Task description:
Output exactly the lines below, starting with the line that has "store: &Store, keys: &KeyBindings)" and going on through the line that has "use rust_decimal::prelude::FromPrimitive;", both included, and no other lines.

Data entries
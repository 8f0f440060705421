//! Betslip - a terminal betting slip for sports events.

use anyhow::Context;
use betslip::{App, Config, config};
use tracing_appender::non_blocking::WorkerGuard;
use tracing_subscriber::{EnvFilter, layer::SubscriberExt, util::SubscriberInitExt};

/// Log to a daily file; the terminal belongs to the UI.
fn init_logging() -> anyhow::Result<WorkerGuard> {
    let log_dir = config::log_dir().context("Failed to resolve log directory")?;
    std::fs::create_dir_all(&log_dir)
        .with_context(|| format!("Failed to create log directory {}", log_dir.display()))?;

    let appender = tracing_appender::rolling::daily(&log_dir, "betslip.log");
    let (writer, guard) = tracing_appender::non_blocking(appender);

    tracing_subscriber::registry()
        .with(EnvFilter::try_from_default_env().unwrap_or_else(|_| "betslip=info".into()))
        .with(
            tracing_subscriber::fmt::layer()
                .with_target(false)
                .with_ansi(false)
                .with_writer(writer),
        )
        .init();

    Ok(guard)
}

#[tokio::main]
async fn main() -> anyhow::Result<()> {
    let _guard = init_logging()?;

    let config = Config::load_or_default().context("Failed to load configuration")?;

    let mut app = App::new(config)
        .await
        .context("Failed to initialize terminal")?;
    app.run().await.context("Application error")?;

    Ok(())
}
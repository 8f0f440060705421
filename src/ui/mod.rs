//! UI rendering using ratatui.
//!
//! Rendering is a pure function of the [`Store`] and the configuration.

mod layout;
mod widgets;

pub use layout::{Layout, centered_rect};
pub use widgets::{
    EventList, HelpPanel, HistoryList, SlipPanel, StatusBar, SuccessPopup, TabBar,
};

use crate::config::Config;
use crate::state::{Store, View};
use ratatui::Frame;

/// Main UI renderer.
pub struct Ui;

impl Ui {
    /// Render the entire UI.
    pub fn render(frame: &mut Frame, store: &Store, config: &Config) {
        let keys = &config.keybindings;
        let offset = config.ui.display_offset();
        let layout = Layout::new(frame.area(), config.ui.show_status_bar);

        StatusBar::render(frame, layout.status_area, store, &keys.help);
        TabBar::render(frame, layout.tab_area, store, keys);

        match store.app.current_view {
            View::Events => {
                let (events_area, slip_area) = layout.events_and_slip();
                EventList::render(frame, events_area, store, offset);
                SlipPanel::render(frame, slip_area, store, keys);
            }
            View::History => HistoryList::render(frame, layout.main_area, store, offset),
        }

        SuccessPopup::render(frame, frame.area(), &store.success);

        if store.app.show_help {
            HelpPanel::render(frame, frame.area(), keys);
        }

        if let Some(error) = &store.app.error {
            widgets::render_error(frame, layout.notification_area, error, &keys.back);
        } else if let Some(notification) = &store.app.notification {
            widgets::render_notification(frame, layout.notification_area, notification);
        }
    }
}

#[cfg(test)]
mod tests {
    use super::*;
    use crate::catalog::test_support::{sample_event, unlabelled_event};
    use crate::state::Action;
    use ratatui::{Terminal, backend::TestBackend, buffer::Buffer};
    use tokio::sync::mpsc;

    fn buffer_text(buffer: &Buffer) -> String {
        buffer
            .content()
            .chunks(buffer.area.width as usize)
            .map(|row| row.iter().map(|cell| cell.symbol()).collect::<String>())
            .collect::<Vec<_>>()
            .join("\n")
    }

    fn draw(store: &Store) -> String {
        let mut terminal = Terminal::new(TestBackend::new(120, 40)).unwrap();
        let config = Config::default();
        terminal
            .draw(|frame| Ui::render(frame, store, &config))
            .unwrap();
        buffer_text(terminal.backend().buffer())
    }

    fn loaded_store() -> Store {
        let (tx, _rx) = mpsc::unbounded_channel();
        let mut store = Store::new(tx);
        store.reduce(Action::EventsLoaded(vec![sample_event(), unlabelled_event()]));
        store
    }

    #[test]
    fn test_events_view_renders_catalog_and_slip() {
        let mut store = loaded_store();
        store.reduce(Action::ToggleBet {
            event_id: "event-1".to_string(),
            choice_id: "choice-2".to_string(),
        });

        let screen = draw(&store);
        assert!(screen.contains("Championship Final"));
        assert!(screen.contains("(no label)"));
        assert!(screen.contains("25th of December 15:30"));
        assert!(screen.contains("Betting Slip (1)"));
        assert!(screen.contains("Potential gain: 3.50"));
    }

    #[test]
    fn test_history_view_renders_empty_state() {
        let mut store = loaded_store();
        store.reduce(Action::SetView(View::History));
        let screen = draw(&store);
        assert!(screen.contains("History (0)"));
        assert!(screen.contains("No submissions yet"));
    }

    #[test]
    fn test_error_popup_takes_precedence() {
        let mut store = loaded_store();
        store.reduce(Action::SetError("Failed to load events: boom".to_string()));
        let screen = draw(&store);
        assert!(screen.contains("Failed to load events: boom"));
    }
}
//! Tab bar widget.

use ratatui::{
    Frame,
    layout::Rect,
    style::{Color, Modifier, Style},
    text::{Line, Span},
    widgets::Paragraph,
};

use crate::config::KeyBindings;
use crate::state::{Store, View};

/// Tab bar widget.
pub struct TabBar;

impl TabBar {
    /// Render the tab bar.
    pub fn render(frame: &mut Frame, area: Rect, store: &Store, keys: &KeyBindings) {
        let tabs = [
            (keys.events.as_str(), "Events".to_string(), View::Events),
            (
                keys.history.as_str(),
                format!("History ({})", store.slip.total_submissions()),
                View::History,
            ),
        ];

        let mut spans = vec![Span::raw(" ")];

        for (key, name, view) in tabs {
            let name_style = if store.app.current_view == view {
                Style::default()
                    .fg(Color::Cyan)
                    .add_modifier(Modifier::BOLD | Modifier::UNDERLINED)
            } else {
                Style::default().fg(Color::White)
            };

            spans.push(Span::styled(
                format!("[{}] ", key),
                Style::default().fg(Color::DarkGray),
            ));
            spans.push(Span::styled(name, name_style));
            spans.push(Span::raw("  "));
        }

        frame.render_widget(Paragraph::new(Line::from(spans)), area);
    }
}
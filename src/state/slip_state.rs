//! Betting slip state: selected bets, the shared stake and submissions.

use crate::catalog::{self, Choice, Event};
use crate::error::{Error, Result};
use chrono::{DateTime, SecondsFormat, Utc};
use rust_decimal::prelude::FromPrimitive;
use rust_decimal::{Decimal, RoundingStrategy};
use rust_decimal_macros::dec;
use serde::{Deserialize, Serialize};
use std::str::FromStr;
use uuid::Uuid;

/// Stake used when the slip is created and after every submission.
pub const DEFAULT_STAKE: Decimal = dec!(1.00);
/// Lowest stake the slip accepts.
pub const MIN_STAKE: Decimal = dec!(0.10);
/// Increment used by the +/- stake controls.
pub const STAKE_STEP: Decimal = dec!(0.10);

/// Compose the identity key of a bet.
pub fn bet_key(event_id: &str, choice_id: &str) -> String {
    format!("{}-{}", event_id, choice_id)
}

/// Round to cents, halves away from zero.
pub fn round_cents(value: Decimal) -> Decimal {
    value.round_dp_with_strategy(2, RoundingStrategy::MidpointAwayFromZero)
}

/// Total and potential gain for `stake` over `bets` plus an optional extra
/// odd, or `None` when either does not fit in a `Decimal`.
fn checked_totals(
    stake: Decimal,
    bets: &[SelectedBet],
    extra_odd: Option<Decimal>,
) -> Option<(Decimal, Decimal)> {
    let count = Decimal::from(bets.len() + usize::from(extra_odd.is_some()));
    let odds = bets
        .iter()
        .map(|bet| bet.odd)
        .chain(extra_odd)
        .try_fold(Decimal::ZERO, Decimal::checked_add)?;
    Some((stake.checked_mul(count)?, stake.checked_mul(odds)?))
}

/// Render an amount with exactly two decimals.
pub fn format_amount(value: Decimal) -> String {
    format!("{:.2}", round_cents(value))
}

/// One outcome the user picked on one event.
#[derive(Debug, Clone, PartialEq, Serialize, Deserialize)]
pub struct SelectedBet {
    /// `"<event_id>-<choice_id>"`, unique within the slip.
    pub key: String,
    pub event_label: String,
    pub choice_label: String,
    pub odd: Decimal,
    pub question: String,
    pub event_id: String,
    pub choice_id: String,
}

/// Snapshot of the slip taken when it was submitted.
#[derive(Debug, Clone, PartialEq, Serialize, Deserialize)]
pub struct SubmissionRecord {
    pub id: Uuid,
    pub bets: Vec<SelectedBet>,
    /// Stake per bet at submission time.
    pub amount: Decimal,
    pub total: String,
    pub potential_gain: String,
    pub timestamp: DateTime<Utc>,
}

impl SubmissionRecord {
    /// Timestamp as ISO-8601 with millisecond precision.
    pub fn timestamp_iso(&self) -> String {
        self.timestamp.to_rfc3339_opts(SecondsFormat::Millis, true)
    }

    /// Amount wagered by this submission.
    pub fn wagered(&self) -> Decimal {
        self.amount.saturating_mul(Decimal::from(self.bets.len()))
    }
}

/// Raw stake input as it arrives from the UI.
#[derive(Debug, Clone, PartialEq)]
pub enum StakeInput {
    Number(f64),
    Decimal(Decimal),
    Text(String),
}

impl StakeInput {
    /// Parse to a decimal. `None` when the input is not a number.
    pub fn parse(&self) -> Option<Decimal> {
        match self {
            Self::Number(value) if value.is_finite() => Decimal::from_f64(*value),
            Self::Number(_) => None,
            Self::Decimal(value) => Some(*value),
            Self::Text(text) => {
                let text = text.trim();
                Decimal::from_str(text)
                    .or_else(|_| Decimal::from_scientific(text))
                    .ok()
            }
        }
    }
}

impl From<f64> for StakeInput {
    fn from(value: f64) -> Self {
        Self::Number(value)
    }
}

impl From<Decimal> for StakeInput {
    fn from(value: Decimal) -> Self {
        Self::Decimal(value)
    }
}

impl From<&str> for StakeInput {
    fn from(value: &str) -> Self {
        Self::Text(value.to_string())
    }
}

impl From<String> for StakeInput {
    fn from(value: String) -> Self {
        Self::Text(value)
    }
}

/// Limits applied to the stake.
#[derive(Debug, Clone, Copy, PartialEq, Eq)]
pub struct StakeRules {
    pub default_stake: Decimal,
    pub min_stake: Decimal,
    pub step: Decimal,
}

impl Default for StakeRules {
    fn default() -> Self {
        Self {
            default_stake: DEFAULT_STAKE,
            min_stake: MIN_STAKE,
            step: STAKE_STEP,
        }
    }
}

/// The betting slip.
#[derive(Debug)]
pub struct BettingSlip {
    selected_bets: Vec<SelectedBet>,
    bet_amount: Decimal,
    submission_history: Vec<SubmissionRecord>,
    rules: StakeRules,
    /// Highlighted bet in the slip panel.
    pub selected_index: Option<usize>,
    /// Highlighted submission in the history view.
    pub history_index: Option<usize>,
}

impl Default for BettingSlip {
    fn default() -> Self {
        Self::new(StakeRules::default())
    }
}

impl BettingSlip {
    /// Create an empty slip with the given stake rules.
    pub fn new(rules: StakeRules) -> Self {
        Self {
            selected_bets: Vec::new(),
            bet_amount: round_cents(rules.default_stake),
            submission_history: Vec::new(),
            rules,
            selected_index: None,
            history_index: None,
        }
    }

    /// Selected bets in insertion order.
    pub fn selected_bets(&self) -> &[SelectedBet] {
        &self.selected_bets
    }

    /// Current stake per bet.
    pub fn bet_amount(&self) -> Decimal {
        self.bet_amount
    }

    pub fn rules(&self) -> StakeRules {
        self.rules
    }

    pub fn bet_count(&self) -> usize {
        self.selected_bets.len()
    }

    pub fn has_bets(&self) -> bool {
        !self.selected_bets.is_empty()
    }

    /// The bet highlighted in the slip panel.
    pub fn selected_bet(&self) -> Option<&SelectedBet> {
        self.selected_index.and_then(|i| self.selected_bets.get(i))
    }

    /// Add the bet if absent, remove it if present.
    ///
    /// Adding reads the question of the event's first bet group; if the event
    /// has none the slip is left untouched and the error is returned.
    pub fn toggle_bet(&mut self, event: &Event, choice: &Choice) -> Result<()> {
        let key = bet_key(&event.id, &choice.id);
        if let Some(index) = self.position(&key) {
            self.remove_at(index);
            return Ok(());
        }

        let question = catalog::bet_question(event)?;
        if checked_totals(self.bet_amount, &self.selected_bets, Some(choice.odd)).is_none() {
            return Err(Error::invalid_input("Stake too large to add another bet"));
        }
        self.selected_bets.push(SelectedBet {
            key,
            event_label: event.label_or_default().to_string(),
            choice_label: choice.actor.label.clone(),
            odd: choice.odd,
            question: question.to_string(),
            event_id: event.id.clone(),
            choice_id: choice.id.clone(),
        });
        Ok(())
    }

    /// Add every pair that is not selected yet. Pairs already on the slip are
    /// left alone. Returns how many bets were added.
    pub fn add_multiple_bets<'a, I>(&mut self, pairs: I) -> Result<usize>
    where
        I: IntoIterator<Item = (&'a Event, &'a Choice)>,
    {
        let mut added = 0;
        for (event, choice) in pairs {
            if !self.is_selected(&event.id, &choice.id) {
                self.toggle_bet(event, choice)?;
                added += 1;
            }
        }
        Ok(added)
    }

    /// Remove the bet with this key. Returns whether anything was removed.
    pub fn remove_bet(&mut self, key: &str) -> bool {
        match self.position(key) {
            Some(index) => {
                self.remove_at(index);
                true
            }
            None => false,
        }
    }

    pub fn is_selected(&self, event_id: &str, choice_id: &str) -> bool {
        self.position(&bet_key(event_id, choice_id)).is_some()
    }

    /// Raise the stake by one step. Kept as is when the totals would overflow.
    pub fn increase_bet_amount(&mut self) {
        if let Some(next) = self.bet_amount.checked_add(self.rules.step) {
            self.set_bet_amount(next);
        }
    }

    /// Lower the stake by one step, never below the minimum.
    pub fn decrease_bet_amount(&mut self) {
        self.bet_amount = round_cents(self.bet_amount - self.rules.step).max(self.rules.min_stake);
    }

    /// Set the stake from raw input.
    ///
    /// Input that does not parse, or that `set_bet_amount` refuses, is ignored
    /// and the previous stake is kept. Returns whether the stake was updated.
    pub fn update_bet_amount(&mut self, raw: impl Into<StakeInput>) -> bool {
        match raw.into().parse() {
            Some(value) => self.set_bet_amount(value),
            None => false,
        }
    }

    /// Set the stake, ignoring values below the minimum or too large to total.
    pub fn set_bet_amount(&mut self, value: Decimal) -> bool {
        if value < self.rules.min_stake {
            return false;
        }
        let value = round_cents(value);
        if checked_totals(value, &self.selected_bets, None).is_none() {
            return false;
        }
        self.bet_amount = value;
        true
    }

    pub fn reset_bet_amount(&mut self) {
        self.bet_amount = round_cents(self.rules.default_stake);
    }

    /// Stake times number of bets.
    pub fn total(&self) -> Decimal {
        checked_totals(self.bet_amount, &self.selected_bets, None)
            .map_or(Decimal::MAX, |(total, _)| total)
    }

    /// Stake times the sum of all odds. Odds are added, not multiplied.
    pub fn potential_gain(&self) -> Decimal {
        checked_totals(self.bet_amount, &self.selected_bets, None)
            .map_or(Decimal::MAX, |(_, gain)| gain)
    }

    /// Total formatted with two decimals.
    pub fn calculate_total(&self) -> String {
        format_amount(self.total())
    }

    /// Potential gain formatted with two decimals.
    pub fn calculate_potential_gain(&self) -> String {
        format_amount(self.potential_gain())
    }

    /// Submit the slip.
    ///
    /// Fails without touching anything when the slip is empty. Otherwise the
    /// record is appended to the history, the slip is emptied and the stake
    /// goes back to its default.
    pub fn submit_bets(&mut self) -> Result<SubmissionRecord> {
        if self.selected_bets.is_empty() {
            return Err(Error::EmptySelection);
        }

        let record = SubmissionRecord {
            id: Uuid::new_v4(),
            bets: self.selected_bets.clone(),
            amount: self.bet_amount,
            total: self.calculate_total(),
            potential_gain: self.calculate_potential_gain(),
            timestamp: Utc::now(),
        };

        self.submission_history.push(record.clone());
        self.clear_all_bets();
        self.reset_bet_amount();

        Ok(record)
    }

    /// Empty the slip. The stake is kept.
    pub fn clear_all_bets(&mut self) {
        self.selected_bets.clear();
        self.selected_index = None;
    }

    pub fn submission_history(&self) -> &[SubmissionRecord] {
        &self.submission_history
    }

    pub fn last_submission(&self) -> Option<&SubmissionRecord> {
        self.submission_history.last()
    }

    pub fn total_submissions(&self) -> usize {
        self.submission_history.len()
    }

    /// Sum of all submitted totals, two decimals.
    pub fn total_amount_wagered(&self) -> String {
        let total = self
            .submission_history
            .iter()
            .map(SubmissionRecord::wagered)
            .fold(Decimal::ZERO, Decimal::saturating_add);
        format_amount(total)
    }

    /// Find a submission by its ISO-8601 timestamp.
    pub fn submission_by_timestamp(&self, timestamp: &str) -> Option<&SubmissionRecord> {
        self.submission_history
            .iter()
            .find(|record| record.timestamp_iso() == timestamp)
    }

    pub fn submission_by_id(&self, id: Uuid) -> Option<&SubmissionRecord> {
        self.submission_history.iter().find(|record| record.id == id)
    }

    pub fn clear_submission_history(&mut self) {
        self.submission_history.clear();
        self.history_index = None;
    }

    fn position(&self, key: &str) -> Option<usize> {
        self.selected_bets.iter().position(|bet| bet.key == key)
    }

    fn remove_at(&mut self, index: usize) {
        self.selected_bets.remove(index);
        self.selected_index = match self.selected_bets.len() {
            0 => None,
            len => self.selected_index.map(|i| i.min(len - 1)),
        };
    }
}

Output for this exercise:
    pub fn render(frame: &mut Frame, area: Rect, store: &Store, keys: &KeyBindings) {
        let tabs = [
            (keys.events.as_str(), "Events".to_string(), View::Events),
            (
                keys.history.as_str(),
                format!("History ({})", store.slip.total_submissions()),
                View::History,
            ),
        ];

        let mut spans = vec![Span::raw(" ")];

        for (key, name, view) in tabs {
            let name_style = if store.app.current_view == view {
                Style::default()
                    .fg(Color::Cyan)
                    .add_modifier(Modifier::BOLD | Modifier::UNDERLINED)
            } else {
                Style::default().fg(Color::White)
            };

            spans.push(Span::styled(
                format!("[{}] ", key),
                Style::default().fg(Color::DarkGray),
            ));
            spans.push(Span::styled(name, name_style));
            spans.push(Span::raw("  "));
        }

        frame.render_widget(Paragraph::new(Line::from(spans)), area);
    }
}
filename src/state/slip_state.rs
//! Betting slip state: selected bets, the shared stake and submissions.

use crate::catalog::{self, Choice, Event};
use crate::error::{Error, Result};
use chrono::{DateTime, SecondsFormat, Utc};
use rust_decimal::prelude::FromPrimitive;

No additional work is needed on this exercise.